Collected data>
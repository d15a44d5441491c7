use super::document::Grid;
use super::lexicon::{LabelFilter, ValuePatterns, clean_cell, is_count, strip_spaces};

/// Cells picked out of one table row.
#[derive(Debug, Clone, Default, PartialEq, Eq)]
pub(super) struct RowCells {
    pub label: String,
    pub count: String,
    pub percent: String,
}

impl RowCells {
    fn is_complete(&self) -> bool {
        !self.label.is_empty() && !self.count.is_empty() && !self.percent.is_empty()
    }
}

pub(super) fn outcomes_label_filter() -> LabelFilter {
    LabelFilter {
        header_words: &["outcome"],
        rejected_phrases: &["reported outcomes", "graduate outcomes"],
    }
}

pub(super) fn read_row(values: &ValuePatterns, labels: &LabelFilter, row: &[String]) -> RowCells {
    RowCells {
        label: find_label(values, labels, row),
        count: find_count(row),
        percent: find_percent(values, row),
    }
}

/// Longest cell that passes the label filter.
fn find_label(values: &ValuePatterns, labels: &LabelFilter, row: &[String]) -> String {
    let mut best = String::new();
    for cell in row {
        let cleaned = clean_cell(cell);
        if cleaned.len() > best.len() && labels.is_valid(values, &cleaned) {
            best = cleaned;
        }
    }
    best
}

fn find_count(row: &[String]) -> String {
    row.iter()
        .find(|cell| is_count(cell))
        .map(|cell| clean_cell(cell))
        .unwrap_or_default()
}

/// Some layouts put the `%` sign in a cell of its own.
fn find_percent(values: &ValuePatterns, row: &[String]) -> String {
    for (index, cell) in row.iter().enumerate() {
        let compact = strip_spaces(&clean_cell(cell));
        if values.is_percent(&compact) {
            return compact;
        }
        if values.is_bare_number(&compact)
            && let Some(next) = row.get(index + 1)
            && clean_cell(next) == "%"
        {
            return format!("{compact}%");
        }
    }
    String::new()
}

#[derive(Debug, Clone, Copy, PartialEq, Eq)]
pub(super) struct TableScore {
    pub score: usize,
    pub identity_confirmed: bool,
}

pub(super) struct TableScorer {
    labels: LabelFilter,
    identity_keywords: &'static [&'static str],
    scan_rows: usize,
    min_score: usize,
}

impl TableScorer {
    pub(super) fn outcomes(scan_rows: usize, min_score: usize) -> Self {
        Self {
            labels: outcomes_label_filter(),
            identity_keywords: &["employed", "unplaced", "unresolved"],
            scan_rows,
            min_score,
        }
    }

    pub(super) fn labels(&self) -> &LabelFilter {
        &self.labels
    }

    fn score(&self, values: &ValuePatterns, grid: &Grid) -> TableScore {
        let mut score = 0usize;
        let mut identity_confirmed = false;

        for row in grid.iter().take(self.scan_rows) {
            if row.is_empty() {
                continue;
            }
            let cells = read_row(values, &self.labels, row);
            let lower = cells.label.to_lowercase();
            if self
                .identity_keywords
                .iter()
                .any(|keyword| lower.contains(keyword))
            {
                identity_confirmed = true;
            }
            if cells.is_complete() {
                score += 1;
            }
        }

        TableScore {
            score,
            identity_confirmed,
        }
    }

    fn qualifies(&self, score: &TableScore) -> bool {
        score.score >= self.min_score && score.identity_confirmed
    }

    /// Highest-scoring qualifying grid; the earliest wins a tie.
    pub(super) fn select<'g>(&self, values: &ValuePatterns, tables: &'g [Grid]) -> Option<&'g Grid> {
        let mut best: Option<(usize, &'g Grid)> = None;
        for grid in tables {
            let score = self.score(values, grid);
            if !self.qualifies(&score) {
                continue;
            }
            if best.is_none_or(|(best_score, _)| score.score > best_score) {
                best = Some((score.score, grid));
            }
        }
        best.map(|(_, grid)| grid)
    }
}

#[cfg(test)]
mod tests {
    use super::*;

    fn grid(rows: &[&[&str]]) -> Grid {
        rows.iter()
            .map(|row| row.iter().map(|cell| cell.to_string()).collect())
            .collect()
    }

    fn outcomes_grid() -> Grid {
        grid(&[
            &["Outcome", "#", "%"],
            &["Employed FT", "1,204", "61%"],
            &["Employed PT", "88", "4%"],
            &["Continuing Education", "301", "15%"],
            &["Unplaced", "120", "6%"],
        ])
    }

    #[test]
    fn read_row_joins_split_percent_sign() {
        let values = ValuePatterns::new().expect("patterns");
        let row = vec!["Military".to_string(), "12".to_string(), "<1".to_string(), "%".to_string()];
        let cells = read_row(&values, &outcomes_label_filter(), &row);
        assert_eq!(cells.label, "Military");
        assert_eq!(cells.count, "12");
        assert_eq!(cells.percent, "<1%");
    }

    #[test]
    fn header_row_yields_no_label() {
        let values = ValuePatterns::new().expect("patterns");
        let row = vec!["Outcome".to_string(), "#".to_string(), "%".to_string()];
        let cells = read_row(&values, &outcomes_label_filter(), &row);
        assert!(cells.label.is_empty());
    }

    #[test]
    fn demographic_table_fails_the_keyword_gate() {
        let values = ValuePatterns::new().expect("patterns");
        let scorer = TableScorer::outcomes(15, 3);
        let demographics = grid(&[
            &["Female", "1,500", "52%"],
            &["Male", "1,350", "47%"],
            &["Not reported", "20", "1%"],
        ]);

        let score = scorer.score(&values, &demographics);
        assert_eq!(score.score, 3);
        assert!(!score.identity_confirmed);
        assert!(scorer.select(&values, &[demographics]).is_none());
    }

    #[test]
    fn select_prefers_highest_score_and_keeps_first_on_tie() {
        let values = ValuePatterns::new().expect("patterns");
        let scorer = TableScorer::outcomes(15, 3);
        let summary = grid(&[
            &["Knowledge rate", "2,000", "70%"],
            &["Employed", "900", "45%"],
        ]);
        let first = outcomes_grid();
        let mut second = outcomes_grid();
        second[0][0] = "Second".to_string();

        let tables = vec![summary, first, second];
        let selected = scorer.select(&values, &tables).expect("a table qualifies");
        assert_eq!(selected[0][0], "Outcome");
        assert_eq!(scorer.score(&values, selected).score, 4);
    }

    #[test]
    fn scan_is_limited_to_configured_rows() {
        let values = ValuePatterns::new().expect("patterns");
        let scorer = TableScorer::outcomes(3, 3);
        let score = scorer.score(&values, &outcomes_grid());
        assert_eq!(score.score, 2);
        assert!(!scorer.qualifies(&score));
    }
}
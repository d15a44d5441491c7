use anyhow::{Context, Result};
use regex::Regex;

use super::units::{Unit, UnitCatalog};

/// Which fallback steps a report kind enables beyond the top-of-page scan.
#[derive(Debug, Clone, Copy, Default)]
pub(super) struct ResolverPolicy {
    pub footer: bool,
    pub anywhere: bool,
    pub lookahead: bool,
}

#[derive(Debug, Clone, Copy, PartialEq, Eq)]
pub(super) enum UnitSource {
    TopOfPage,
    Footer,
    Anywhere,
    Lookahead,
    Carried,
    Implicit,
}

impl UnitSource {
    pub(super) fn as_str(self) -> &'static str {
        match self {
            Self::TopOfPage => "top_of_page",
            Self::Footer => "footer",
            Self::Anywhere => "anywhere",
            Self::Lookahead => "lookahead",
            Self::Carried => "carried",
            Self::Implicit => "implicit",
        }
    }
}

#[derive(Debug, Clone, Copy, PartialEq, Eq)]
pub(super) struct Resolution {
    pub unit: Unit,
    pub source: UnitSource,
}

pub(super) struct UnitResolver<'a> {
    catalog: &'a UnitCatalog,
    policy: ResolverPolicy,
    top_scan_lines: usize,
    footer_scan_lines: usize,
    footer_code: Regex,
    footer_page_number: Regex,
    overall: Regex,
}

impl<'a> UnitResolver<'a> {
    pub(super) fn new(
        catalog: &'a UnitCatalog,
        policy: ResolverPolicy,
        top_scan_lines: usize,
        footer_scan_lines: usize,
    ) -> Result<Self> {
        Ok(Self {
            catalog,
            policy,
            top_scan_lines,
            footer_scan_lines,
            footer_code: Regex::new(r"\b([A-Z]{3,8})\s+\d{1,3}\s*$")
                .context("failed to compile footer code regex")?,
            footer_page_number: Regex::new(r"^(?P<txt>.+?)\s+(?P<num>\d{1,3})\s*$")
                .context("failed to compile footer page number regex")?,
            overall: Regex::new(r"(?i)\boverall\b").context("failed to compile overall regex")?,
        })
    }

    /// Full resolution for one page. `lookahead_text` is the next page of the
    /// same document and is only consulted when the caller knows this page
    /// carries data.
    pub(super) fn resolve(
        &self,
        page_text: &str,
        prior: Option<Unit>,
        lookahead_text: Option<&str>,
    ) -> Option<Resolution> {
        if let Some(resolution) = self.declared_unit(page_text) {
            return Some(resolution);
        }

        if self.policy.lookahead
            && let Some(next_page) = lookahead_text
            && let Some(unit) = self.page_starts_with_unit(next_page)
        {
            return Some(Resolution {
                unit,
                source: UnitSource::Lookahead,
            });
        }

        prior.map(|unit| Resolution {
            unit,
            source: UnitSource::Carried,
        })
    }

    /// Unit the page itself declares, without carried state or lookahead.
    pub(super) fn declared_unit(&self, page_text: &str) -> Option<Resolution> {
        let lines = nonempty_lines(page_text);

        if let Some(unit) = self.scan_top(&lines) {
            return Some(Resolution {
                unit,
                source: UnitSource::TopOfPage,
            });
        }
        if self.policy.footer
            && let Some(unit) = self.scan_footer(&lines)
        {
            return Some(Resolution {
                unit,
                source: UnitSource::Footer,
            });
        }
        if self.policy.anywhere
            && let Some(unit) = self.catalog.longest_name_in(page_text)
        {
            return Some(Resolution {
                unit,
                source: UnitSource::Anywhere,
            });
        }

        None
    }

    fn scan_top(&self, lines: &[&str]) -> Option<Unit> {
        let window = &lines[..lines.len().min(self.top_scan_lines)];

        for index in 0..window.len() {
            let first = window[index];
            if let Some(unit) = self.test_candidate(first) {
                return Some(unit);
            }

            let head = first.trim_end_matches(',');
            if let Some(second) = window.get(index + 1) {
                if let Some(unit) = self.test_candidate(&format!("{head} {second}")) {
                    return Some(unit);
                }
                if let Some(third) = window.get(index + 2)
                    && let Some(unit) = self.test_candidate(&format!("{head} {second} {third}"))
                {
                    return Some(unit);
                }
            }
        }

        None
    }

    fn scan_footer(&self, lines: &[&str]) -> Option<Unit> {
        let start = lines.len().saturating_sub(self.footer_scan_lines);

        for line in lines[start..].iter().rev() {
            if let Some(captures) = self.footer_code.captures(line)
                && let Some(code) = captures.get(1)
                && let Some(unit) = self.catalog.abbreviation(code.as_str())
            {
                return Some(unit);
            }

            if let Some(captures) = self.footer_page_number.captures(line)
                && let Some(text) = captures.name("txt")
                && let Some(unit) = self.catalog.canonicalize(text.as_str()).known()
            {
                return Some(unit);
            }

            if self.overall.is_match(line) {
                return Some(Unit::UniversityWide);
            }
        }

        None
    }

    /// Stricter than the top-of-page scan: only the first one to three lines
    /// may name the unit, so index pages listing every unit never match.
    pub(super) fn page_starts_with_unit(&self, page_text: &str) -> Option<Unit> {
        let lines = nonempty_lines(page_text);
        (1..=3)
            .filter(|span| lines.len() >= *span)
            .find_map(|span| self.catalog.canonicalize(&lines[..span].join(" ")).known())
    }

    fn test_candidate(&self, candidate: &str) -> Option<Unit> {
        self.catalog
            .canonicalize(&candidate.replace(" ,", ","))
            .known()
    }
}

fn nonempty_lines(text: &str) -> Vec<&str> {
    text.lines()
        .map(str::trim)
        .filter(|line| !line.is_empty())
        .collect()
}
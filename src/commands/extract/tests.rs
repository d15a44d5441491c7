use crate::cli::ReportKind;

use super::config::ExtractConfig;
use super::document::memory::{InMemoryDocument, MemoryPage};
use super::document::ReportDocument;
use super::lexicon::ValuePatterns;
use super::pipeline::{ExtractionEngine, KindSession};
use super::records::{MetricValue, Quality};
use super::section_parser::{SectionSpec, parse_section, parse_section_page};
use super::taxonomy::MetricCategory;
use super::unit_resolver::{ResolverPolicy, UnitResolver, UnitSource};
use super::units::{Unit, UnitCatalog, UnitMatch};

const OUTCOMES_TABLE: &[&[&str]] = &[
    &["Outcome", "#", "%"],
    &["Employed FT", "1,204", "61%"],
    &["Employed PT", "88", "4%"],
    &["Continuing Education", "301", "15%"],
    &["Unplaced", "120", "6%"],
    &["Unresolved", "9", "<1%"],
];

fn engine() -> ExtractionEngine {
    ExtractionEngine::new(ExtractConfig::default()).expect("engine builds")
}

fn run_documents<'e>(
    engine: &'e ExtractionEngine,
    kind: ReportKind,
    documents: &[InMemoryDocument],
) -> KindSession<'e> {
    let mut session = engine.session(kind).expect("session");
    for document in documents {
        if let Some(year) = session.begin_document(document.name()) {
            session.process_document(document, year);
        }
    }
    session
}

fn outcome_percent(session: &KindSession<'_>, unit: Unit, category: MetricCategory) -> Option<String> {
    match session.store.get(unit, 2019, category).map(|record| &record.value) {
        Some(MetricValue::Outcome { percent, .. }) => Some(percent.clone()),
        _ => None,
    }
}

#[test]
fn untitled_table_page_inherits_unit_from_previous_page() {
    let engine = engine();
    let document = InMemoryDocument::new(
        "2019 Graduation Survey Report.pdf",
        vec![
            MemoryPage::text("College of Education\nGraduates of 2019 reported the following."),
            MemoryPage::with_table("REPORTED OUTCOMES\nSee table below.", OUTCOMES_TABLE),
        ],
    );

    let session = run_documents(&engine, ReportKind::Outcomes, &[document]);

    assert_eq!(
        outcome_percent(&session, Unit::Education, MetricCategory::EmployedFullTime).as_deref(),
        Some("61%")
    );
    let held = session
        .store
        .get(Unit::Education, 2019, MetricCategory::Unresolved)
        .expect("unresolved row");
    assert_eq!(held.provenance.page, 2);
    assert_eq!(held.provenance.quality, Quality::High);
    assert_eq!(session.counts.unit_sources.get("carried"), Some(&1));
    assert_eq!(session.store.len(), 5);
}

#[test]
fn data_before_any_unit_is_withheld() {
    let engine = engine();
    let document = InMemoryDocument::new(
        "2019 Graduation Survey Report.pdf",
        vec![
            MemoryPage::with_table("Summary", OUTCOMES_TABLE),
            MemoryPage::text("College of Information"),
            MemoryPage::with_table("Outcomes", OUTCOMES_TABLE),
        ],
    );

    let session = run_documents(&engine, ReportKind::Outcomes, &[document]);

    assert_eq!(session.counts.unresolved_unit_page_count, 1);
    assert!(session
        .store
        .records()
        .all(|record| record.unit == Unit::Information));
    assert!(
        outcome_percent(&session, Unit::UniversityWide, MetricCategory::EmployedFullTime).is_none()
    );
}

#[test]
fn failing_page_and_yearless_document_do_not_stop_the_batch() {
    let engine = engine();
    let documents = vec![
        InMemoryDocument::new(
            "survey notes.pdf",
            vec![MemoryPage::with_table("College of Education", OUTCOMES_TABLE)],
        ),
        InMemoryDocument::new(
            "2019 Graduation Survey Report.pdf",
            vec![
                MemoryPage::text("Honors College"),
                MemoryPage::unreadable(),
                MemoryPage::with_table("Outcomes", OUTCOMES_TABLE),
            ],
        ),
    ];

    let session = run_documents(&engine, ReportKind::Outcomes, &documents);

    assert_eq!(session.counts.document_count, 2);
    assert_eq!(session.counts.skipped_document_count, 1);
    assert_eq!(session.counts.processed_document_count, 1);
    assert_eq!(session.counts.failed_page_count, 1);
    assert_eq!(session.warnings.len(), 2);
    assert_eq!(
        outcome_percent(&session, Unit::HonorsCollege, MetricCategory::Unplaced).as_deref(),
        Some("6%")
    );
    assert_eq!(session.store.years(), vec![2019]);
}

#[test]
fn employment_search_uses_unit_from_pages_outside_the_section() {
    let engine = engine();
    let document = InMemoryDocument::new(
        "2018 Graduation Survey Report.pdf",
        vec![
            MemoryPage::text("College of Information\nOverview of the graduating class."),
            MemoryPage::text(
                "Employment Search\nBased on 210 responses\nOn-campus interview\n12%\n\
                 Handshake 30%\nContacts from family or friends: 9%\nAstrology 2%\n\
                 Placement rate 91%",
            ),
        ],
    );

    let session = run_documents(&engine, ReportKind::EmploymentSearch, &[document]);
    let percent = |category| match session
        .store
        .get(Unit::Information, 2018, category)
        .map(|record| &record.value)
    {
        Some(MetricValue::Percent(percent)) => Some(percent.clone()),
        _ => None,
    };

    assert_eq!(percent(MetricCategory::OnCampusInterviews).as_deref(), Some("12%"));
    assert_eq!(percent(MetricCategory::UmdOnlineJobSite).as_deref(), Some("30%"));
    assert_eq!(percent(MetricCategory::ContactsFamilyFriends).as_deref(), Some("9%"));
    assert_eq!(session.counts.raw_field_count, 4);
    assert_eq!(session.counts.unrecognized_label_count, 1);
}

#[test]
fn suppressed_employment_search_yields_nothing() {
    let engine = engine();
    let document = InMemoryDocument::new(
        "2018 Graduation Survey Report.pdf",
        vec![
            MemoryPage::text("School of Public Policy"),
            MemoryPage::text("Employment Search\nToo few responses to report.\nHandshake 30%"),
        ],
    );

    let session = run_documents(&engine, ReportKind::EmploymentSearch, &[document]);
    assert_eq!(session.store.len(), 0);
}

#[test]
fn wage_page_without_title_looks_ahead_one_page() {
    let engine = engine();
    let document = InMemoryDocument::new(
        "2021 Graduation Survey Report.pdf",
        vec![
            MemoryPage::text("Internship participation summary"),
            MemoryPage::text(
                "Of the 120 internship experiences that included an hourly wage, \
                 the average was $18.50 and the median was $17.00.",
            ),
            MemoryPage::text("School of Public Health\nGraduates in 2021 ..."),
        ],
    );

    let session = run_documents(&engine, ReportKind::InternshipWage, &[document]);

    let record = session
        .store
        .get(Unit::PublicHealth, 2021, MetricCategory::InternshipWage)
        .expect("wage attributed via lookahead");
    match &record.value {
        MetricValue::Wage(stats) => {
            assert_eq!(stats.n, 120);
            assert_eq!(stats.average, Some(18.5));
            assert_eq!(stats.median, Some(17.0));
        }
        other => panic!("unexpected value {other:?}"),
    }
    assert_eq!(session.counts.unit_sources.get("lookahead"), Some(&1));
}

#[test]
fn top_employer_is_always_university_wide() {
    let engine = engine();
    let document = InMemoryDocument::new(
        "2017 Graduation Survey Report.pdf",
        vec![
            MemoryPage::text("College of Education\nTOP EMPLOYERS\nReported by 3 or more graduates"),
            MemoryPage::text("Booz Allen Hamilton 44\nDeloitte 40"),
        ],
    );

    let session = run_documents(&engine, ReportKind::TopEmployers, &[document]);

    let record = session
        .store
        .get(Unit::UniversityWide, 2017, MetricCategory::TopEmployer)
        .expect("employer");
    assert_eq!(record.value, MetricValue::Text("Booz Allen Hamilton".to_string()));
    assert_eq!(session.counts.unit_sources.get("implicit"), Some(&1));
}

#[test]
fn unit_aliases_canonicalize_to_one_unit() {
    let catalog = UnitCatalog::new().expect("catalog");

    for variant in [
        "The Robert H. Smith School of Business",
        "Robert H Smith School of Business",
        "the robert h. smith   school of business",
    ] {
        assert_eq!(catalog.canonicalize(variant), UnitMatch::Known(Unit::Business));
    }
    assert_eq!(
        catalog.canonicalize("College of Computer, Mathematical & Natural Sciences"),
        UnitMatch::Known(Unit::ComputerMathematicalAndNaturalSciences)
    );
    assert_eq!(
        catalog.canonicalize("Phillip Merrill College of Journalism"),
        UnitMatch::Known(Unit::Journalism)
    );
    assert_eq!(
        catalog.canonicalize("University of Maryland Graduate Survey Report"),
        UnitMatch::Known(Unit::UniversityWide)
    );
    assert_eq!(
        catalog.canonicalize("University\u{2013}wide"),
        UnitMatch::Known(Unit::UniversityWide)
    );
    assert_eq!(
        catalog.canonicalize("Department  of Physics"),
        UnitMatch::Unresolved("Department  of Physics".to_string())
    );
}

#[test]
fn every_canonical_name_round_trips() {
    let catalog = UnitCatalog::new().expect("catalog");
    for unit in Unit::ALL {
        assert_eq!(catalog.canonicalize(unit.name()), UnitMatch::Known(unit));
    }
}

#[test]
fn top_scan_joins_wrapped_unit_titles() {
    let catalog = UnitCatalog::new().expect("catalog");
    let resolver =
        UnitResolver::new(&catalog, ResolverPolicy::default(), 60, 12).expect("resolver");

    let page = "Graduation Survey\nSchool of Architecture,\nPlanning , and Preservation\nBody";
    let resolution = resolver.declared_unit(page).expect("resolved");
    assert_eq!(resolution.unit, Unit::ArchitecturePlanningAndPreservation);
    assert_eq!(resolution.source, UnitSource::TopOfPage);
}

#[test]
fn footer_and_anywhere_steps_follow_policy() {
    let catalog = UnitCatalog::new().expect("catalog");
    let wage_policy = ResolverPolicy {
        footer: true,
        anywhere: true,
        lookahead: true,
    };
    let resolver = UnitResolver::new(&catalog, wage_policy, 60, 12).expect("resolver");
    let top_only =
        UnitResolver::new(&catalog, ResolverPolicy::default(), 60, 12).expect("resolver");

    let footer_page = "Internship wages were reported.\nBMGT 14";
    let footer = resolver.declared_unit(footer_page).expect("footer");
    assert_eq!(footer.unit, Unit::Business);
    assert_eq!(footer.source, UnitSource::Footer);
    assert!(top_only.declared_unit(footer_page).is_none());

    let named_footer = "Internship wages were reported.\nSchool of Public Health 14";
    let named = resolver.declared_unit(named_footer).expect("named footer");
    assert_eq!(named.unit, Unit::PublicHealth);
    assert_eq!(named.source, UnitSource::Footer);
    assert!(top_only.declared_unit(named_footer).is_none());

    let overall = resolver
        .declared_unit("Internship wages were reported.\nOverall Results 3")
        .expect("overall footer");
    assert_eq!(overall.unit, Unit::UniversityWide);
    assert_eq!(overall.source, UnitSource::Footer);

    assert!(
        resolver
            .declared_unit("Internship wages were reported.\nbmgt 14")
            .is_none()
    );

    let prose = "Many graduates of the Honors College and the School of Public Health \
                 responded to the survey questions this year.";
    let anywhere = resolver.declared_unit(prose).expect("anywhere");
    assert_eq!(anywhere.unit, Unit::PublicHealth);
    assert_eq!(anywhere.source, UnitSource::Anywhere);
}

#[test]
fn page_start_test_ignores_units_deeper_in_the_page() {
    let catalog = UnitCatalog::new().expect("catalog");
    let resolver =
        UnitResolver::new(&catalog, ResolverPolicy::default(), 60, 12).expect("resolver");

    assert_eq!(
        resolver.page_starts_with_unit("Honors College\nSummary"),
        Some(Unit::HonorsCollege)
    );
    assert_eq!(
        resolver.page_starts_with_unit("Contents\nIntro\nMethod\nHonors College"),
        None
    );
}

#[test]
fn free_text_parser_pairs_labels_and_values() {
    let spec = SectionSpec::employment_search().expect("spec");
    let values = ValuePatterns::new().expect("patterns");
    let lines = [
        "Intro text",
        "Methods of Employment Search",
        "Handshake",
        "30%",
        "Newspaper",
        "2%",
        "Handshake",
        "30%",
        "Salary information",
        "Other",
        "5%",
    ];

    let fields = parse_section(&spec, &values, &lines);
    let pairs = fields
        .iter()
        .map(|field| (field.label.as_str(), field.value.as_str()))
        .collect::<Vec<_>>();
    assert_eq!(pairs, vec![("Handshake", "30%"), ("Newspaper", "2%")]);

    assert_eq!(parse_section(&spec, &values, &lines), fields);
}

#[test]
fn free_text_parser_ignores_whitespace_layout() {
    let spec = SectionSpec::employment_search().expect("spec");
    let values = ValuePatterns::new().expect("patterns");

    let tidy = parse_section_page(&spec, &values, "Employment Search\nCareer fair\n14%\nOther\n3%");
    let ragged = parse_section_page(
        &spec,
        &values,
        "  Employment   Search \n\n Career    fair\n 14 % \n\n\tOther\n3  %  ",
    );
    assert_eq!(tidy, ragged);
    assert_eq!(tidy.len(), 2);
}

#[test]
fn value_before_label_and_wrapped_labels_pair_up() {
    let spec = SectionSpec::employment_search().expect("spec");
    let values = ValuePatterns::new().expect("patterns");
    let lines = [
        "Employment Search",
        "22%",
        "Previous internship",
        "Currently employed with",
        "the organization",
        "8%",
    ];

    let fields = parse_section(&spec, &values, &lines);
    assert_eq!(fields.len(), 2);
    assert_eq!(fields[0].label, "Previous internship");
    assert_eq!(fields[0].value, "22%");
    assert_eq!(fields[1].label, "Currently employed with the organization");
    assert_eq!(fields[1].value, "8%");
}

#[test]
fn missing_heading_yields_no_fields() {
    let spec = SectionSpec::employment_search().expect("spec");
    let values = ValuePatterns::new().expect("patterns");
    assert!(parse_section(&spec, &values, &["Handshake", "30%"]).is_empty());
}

Exercise objective> Starting at the first line of the records above, please copy each line exactly until you reach the line containing "#[derive(Debug, Clone, Default, PartialEq, Eq)]". Include that line and stop there.

Task solution>
repository d15a44d5441491c7
use super::document::Grid;
use super::lexicon::{LabelFilter, ValuePatterns, clean_cell, is_count, strip_spaces};

/// Cells picked out of one table row.
#[derive(Debug, Clone, Default, PartialEq, Eq)]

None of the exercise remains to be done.